- Opening Delimiter -
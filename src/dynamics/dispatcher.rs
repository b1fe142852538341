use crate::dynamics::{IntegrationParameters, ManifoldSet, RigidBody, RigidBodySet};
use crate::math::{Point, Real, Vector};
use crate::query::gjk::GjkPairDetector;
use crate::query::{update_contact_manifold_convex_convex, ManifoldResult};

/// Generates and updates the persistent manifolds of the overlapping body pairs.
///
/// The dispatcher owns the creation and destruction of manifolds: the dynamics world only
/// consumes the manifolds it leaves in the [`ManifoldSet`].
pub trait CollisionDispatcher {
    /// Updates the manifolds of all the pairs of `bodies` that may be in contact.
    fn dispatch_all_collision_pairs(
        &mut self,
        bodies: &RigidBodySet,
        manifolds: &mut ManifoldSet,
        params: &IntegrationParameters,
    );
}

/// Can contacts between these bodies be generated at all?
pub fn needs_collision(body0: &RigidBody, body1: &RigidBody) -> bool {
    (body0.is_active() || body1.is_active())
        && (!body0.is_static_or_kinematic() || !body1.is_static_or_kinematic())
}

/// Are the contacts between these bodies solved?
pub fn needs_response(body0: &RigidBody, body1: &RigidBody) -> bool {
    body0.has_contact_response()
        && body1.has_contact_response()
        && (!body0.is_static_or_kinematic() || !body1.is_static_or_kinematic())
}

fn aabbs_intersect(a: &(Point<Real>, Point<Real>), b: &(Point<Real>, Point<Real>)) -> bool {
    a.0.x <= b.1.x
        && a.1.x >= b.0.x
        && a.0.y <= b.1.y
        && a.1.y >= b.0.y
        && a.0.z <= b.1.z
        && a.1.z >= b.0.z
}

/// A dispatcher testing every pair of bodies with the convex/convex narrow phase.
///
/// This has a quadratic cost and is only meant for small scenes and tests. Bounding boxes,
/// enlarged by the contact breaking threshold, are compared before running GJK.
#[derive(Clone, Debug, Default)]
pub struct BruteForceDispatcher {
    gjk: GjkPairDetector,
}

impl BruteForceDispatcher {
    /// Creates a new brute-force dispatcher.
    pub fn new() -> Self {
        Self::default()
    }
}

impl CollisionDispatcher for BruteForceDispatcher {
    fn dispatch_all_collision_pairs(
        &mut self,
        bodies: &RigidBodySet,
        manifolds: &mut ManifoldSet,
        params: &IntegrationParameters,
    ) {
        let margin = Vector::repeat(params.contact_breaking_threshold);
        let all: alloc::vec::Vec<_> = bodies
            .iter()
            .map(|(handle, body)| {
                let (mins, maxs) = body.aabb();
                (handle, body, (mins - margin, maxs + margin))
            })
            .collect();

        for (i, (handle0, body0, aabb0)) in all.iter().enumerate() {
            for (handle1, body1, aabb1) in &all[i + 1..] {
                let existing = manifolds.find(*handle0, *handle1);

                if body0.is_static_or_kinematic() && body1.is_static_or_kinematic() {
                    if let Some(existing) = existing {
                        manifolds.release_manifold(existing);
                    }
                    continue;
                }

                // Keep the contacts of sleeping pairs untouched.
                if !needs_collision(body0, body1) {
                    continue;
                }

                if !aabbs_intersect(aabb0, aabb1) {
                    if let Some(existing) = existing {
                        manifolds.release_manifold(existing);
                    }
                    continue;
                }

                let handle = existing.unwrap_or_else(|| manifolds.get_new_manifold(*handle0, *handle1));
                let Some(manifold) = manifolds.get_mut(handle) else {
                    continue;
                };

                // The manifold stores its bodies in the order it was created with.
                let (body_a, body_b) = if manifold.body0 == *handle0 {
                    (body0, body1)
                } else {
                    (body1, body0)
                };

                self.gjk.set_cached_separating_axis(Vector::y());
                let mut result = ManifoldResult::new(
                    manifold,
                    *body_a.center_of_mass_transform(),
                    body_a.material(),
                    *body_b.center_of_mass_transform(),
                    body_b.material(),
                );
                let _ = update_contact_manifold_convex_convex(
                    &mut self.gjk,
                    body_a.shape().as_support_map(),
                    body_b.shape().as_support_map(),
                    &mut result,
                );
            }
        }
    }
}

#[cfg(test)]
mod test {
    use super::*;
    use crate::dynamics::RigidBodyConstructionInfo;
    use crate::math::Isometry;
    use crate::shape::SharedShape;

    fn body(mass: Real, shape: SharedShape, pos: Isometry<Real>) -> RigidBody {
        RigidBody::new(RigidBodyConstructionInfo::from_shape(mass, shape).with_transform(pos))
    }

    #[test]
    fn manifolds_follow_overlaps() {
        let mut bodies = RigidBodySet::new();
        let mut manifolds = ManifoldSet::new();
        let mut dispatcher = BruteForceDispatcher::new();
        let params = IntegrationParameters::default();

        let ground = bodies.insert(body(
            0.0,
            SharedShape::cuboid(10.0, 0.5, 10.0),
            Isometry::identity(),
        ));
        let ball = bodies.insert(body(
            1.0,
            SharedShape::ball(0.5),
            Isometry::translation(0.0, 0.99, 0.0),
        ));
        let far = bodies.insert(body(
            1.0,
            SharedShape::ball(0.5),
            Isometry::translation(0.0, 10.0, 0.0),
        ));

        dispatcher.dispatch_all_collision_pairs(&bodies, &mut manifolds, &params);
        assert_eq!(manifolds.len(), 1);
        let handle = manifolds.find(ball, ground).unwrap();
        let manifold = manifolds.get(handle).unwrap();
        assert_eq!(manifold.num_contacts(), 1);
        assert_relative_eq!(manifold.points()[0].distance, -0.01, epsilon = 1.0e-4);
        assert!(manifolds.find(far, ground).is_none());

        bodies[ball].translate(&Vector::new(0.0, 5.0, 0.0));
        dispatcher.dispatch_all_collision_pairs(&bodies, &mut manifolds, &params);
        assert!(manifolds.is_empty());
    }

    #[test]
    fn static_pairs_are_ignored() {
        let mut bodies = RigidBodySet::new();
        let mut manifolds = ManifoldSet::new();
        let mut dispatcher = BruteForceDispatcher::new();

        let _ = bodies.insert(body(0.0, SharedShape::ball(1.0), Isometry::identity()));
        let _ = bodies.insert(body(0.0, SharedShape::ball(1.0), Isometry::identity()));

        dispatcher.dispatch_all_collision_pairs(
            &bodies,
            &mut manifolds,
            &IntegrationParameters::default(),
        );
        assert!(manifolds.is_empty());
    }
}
- Closing Delimiter -
- Opening Delimiter -
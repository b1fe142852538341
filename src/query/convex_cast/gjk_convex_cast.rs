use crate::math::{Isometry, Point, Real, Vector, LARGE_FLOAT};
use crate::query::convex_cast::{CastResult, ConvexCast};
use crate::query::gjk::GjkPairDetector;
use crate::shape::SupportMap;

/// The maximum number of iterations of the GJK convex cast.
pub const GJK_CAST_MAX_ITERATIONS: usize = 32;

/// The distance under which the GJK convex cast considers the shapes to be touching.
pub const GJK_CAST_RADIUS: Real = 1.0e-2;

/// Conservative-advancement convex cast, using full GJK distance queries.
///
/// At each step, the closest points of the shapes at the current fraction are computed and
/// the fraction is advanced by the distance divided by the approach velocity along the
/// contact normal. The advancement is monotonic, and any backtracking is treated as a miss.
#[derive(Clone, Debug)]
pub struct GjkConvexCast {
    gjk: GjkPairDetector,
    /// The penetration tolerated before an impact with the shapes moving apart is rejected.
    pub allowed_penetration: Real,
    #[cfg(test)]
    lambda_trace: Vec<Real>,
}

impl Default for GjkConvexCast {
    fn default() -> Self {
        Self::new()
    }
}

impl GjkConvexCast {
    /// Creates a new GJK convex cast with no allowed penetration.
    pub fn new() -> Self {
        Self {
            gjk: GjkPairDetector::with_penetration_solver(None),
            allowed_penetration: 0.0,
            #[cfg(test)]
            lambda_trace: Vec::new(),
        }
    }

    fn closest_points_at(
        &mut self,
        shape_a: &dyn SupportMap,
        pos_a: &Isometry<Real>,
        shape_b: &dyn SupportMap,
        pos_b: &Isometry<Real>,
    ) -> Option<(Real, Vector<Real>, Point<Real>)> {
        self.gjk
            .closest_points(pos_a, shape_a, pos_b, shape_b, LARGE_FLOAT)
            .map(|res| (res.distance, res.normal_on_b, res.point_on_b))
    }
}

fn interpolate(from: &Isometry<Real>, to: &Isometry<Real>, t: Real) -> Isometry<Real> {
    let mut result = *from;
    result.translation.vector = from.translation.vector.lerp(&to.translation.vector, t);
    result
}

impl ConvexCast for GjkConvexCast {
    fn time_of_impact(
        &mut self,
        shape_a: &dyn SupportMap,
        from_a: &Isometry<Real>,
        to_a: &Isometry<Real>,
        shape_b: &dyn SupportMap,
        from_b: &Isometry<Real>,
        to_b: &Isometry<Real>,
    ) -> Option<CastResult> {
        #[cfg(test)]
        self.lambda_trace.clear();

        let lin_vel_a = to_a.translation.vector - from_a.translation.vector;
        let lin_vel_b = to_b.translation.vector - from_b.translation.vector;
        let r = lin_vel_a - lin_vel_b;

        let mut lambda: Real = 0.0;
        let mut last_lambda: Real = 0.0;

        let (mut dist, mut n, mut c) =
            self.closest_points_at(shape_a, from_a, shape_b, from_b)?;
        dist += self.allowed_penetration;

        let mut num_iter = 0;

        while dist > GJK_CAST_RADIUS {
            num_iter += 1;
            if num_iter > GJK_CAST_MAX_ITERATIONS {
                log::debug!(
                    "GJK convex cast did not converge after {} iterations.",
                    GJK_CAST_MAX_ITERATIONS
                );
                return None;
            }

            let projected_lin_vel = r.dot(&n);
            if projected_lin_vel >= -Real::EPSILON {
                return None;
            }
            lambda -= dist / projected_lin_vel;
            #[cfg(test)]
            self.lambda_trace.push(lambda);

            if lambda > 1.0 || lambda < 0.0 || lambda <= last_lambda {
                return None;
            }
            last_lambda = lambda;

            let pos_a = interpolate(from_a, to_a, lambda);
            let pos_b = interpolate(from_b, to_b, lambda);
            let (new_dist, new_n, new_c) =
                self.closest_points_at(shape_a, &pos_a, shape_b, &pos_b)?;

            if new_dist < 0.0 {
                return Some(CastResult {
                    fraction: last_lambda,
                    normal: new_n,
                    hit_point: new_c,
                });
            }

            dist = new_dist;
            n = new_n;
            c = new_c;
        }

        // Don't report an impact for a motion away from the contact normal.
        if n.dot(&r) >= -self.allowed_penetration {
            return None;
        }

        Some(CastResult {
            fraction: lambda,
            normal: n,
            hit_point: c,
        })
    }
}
- Closing Delimiter -
- Opening Delimiter -
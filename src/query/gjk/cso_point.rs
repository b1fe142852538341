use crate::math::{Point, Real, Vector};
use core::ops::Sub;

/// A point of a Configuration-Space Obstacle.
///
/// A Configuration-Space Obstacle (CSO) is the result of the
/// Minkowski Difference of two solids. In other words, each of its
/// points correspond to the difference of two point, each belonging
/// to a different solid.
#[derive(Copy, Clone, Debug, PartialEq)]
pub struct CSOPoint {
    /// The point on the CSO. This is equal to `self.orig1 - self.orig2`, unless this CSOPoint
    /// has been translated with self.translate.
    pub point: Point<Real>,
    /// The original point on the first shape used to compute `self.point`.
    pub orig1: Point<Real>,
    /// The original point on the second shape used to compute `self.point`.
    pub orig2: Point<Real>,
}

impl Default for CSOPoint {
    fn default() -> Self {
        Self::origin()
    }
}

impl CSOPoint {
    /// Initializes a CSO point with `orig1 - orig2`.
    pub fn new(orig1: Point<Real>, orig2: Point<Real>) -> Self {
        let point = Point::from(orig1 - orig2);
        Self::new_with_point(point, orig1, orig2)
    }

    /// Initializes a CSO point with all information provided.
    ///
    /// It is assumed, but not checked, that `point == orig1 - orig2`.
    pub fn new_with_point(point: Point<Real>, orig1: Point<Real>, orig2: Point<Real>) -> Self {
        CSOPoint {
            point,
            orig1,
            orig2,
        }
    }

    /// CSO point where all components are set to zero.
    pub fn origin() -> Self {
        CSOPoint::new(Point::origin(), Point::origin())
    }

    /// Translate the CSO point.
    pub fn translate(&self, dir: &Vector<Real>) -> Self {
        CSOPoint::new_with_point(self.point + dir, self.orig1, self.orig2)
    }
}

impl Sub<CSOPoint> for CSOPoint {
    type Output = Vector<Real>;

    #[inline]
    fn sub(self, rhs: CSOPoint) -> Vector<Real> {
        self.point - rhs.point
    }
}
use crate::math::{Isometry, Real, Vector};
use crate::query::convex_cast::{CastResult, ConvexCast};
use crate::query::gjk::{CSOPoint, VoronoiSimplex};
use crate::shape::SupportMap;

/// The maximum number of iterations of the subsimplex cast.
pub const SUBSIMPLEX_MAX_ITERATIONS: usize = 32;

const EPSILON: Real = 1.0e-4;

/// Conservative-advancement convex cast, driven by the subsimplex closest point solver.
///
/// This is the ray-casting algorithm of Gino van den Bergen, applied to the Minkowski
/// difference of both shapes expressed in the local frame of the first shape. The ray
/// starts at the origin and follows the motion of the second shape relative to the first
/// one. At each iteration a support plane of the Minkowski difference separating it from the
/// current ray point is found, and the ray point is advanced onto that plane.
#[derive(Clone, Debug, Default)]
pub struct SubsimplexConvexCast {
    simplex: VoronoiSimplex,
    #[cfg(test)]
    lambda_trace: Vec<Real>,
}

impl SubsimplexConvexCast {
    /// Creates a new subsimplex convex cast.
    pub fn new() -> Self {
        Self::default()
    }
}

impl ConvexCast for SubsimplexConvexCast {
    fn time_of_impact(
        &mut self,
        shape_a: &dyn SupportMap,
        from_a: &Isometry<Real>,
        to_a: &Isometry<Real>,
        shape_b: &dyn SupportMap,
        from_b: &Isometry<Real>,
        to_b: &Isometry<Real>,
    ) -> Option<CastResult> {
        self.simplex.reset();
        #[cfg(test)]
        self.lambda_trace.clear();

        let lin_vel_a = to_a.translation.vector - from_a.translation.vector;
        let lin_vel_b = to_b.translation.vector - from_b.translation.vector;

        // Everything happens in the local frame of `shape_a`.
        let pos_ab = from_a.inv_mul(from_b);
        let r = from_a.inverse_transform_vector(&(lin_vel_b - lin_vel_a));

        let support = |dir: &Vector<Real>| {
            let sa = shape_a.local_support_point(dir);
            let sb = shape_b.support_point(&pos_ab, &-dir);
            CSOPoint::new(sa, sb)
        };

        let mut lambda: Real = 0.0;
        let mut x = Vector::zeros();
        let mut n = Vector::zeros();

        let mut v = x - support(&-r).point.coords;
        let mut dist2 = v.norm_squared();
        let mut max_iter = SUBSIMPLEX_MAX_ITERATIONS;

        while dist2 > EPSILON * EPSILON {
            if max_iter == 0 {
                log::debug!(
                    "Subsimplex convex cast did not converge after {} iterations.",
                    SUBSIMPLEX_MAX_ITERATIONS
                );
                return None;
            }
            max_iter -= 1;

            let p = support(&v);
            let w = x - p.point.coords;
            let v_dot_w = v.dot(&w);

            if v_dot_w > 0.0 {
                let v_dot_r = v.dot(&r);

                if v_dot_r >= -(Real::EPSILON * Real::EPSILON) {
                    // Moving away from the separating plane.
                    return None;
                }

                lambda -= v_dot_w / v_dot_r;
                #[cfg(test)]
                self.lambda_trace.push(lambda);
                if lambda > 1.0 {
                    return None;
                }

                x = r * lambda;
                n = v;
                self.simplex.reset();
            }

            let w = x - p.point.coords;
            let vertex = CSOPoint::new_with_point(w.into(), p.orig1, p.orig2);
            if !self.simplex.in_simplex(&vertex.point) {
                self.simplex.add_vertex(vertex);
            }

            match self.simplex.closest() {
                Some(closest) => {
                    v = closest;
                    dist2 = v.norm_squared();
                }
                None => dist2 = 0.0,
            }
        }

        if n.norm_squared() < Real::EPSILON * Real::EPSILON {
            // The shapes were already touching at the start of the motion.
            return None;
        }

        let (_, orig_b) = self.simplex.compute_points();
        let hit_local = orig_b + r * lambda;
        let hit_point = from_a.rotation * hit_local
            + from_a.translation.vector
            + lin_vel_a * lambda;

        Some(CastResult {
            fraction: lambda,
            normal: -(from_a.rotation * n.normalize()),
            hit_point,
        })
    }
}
- Closing Delimiter -
**WHAT TO PRODUCE**
Scan the material above for the word "This", and copy each line where it appears.

**RESPONSE BELOW**
/// This has a quadratic cost and is only meant for small scenes and tests. Bounding boxes,
    /// The point on the CSO. This is equal to `self.orig1 - self.orig2`, unless this CSOPoint
/// This is the ray-casting algorithm of Gino van den Bergen, applied to the Minkowski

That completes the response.